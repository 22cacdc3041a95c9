//! Issue tracker integrations for Pilot.
//!
//! Each adapter implements the [`TrackerApi`] capability set over its
//! tracker's native wire protocol. Adapters own authentication, pagination,
//! and tag-identifier caching; the core only ever sees normalized
//! [`pilot_types::Task`] values and tracker-private tag strings.

pub mod asana;
pub mod azure_devops;
pub mod error;
pub mod linear;
pub mod traits;

pub use asana::{AsanaConfig, AsanaTracker};
pub use azure_devops::{AzureDevOpsConfig, AzureDevOpsTracker};
pub use error::{Result, TrackerError};
pub use linear::{LinearConfig, LinearTracker};
pub use traits::TrackerApi;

» Instructions to follow:
Output exactly the lines from the one containing "pub mod azure_devops;" through the last line of the records, both included. Output nothing else.

» Result:
pub mod azure_devops;
pub mod error;
pub mod linear;
pub mod traits;

pub use asana::{AsanaConfig, AsanaTracker};
pub use azure_devops::{AzureDevOpsConfig, AzureDevOpsTracker};
pub use error::{Result, TrackerError};
pub use linear::{LinearConfig, LinearTracker};
pub use traits::TrackerApi;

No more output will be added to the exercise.